Spearing the hairy doughnut, sinking the sausage, funching the munch.

Russian Salad Party (1950s-60s)--an orgy in which everyone is drenched in baby oil. The logistics seemed awkward. Would have to think about that one more.

"Okay, we're going to play a game."

If you are a Duke student who takes classes in which games are played, you know the genre into which this game fits. Games in college courses involve role-play, index cards or movement to the right or left of a given space to express whether you agree or disagree with a statement. This game fit into the second category, designed to help us memorize the facts of female anatomy.

"Without looking, tape the index cards to your backs. You will ask the rest of us yes-or-no questions to determine what you are."

The first girl twisted her body to display her new identity to the class.

It was cryptic. The card read: female symbol (vertical line topped with a circle and dissected with a horizontal line), dash, the number "23." Apparently, I was presumptuous to assume I knew how it all works; this was no typical twenty-questions game.

"Am I a body part?"

"Yes."

"No she isn't. She is in every cell of the body."

"No she isn't. She's only in the ones... you know. There."

Some of us had deciphered Sloan's code to signify the X-chromosome, others to signify the gametes in her ovaries. The gamete group, of which I was a member, won with loudness.

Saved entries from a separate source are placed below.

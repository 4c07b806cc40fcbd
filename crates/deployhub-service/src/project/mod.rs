//! Project management.

pub mod service;

pub use service::{ProjectParams, ProjectService};
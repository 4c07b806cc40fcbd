//! Pagination query parameter extractor.

use serde::{Deserialize, Serialize};

use deployhub_core::types::PageRequest;
use deployhub_core::types::pagination::DEFAULT_PAGE_SIZE;

/// Query parameters for paginated endpoints.
#[derive(Debug, Clone, Serialize, Deserialize)]
pub struct PaginationParams {
    /// Page number (1-based, default: 1).
    #[serde(default = "default_page")]
    pub page: u64,
    /// Items per page (default: 25, max: 100).
    #[serde(default = "default_page_size", alias = "per_page")]
    pub page_size: u64,
}

fn default_page() -> u64 {
    1
}

fn default_page_size() -> u64 {
    DEFAULT_PAGE_SIZE
}

impl PaginationParams {
    /// Converts to a clamped `PageRequest`.
    pub fn into_page_request(self) -> PageRequest {
        PageRequest::new(self.page, self.page_size)
    }
}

"You are only in one specific place!"

"Am I eggs?" We clapped.

Others went, one after another, pouncing on self-discovery like they finally understood things, after all this time searching.

"I am the embryo!"

"I am the clitoris!"

"Am I the anus? Yes!"

The next candidate stood and spiraled his torso, showing off his card like a door prize. Groans filled 319 Soc/Psych.

"Oh, great. It's a hard one. I must be a hormone. I'll never get it. Let me go ahead and guess--LH? FSH? Oxytocin?"

"No!"

"Am I a body part?"

"Yes!"

"Am I near the cervix?"

"No!"

He was clueless. Like good therapists, we reviewed what he did know about himself.

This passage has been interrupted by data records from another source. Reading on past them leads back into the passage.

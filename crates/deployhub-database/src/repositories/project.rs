//! Project repository implementation.

use async_trait::async_trait;
use sqlx::PgPool;

use deployhub_core::error::{AppError, ErrorKind};
use deployhub_core::result::AppResult;
use deployhub_core::types::{PageRequest, PageResponse, ProjectId};
use deployhub_entity::project::{CreateProject, Project, UpdateProject, dns_label};

use super::map_db_error;
use crate::store::ProjectStore;

/// PostgreSQL-backed project repository.
#[derive(Debug, Clone)]
pub struct ProjectRepository {
    pool: PgPool,
}

impl ProjectRepository {
    /// Create a new project repository.
    pub fn new(pool: PgPool) -> Self {
        Self { pool }
    }
}

#[async_trait]
impl ProjectStore for ProjectRepository {
    async fn get_by_id(&self, id: ProjectId) -> AppResult<Option<Project>> {
        sqlx::query_as::<_, Project>("SELECT * FROM projects WHERE id = $1")
            .bind(id)
            .fetch_optional(&self.pool)
            .await
            .map_err(|e| AppError::with_source(ErrorKind::Database, "Failed to find project", e))
    }

    async fn get_paged(&self, page: &PageRequest) -> AppResult<PageResponse<Project>> {
        let total: i64 = sqlx::query_scalar("SELECT COUNT(*) FROM projects")
            .fetch_one(&self.pool)
            .await
            .map_err(|e| {
                AppError::with_source(ErrorKind::Database, "Failed to count projects", e)
            })?;

        let projects = sqlx::query_as::<_, Project>(
            "SELECT * FROM projects ORDER BY name ASC, id ASC LIMIT $1 OFFSET $2",
        )
        .bind(page.limit() as i64)
        .bind(page.offset() as i64)
        .fetch_all(&self.pool)
        .await
        .map_err(|e| AppError::with_source(ErrorKind::Database, "Failed to list projects", e))?;

        Ok(PageResponse::new(
            projects,
            page.page,
            page.page_size,
            total as u64,
        ))
    }

    async fn create(&self, data: &CreateProject) -> AppResult<Project> {
        sqlx::query_as::<_, Project>(
            "INSERT INTO projects (id, name, slug) VALUES ($1, $2, $3) RETURNING *",
        )
        .bind(ProjectId::new())
        .bind(&data.name)
        .bind(dns_label(&data.name))
        .fetch_one(&self.pool)
        .await
        .map_err(|e| map_db_error(e, "Failed to create project"))
    }

    async fn update(&self, id: ProjectId, data: &UpdateProject) -> AppResult<Project> {
        sqlx::query_as::<_, Project>(
            "UPDATE projects SET name = $2, slug = $3, updated_at = NOW() \
             WHERE id = $1 RETURNING *",
        )
        .bind(id)
        .bind(&data.name)
        .bind(dns_label(&data.name))
        .fetch_optional(&self.pool)
        .await
        .map_err(|e| map_db_error(e, "Failed to update project"))?
        .ok_or_else(|| AppError::not_found(format!("Project {id} not found")))
    }

    async fn delete(&self, id: ProjectId) -> AppResult<bool> {
        let result = sqlx::query("DELETE FROM projects WHERE id = $1")
            .bind(id)
            .execute(&self.pool)
            .await
            .map_err(|e| AppError::with_source(ErrorKind::Database, "Failed to delete project", e))?;
        Ok(result.rows_affected() > 0)
    }
}
//! Pagination types for list queries.

use serde::{Deserialize, Serialize};

/// Default page size.
pub const DEFAULT_PAGE_SIZE: u64 = 25;
/// Maximum page size.
pub const MAX_PAGE_SIZE: u64 = 100;

/// Request parameters for paginated queries.
#[derive(Debug, Clone, Copy, PartialEq, Eq, Serialize, Deserialize)]
pub struct PageRequest {
    /// Page number (1-based).
    #[serde(default = "default_page")]
    pub page: u64,
    /// Number of items per page.
    #[serde(default = "default_page_size")]
    pub page_size: u64,
}

impl PageRequest {
    /// Create a new page request, clamping out-of-range values.
    pub fn new(page: u64, page_size: u64) -> Self {
        Self {
            page: page.max(1),
            page_size: page_size.clamp(1, MAX_PAGE_SIZE),
        }
    }

    /// First page at the maximum page size; used by full scans.
    pub fn first_max() -> Self {
        Self::new(1, MAX_PAGE_SIZE)
    }

    /// The request for the following page.
    pub fn next(&self) -> Self {
        Self {
            page: self.page + 1,
            page_size: self.page_size,
        }
    }

    /// Calculate the SQL `OFFSET` value.
    pub fn offset(&self) -> u64 {
        (self.page.saturating_sub(1)) * self.page_size
    }

    /// Return the SQL `LIMIT` value.
    pub fn limit(&self) -> u64 {
        self.page_size
    }
}

impl Default for PageRequest {
    fn default() -> Self {
        Self {
            page: 1,
            page_size: DEFAULT_PAGE_SIZE,
        }
    }
}

/// Paginated response wrapper.
#[derive(Debug, Clone, Serialize, Deserialize)]
pub struct PageResponse<T> {
    /// The items on this page.
    pub items: Vec<T>,
    /// Current page number (1-based).
    pub page: u64,
    /// Number of items per page.
    pub page_size: u64,
    /// Total number of items across all pages.
    pub total_items: u64,
    /// Total number of pages.
    pub total_pages: u64,
    /// Whether there is a next page.
    pub has_next: bool,
    /// Whether there is a previous page.
    pub has_previous: bool,
}

impl<T> PageResponse<T> {
    /// Create a new paginated response.
    pub fn new(items: Vec<T>, page: u64, page_size: u64, total_items: u64) -> Self {
        let total_pages = if total_items == 0 {
            1
        } else {
            total_items.div_ceil(page_size.max(1))
        };
        Self {
            items,
            page,
            page_size,
            total_items,
            total_pages,
            has_next: page < total_pages,
            has_previous: page > 1,
        }
    }

    /// Create an empty response for the given request.
    pub fn empty(request: &PageRequest) -> Self {
        Self::new(Vec::new(), request.page, request.page_size, 0)
    }

    /// Transform the items while keeping the paging metadata.
    pub fn map<U>(self, f: impl FnMut(T) -> U) -> PageResponse<U> {
        PageResponse {
            items: self.items.into_iter().map(f).collect(),
            page: self.page,
            page_size: self.page_size,
            total_items: self.total_items,
            total_pages: self.total_pages,
            has_next: self.has_next,
            has_previous: self.has_previous,
        }
    }
}

fn default_page() -> u64 {
    1
}

fn default_page_size() -> u64 {
    DEFAULT_PAGE_SIZE
}

#[cfg(test)]
mod tests {
    use super::*;

    #[test]
    fn test_page_size_is_clamped() {
        assert_eq!(PageRequest::new(0, 0), PageRequest { page: 1, page_size: 1 });
        assert_eq!(PageRequest::new(3, 500).page_size, MAX_PAGE_SIZE);
    }

    #[test]
    fn test_offset() {
        assert_eq!(PageRequest::new(3, 25).offset(), 50);
        assert_eq!(PageRequest::default().offset(), 0);
    }

    #[test]
    fn test_response_flags() {
        let page = PageResponse::new(vec![1, 2], 2, 2, 5);
        assert_eq!(page.total_pages, 3);
        assert!(page.has_next);
        assert!(page.has_previous);

        let last = PageResponse::new(vec![5], 3, 2, 5);
        assert!(!last.has_next);

        let empty: PageResponse<u8> = PageResponse::empty(&PageRequest::default());
        assert_eq!(empty.total_pages, 1);
        assert!(!empty.has_next);
    }
}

"I know I release a substance. I am not for sexual pleasure. Does the egg implant itself into me?

"No! There are two of you, remember?"

"And men have them, too." We abandoned the yes-or-no rule. This was taking too long.

"Do I swell or burst?"

The girl seated next to him had an idea. "Think about what I am."

"The labia?"

"No! I'm a gland."

"Oh, right." He had it. "Adrenals!" Applause. Laughter.

"We should play this at parties!" I freaked everyone out for the second time of the night.

Finally, the evening was coming to a close. We had one last question for Prof. Sloan, who had not been present during the controversy over the enigmatic female-sign-dash-twenty-three card.

"Does this," someone held it up, "denote the gamete or the X-chromosome?"

"Neither," she smiled. "It's the cover card. Twenty-three is the number of cards in the stack that I gave you--all of which are about the female body."

Silly us! We took advantage of the cheap laugh, closed our notebooks and grabbed some chocolate for the road.

"Goodbye my little fetus," I hugged my friend Tsu-Yin. "Fetus?!" She pulled away. "I am not a fetus; I am a nipple."

As I left class, I checked my voice mail to find a message from my friend Amy that began with the following sentence.

"Hey Mary, two things. First, from now on when people ask, 'How are you?' I am going to become very distressed and yell, 'I'm dying!'

Second..."

Boredom is boring. Sex, life when it is noticed and other people are not.

Coitus in axilla. I suppose even that could be fun with some creativity.

Mary Adkins is a Trinity senior. She is a guest columnist.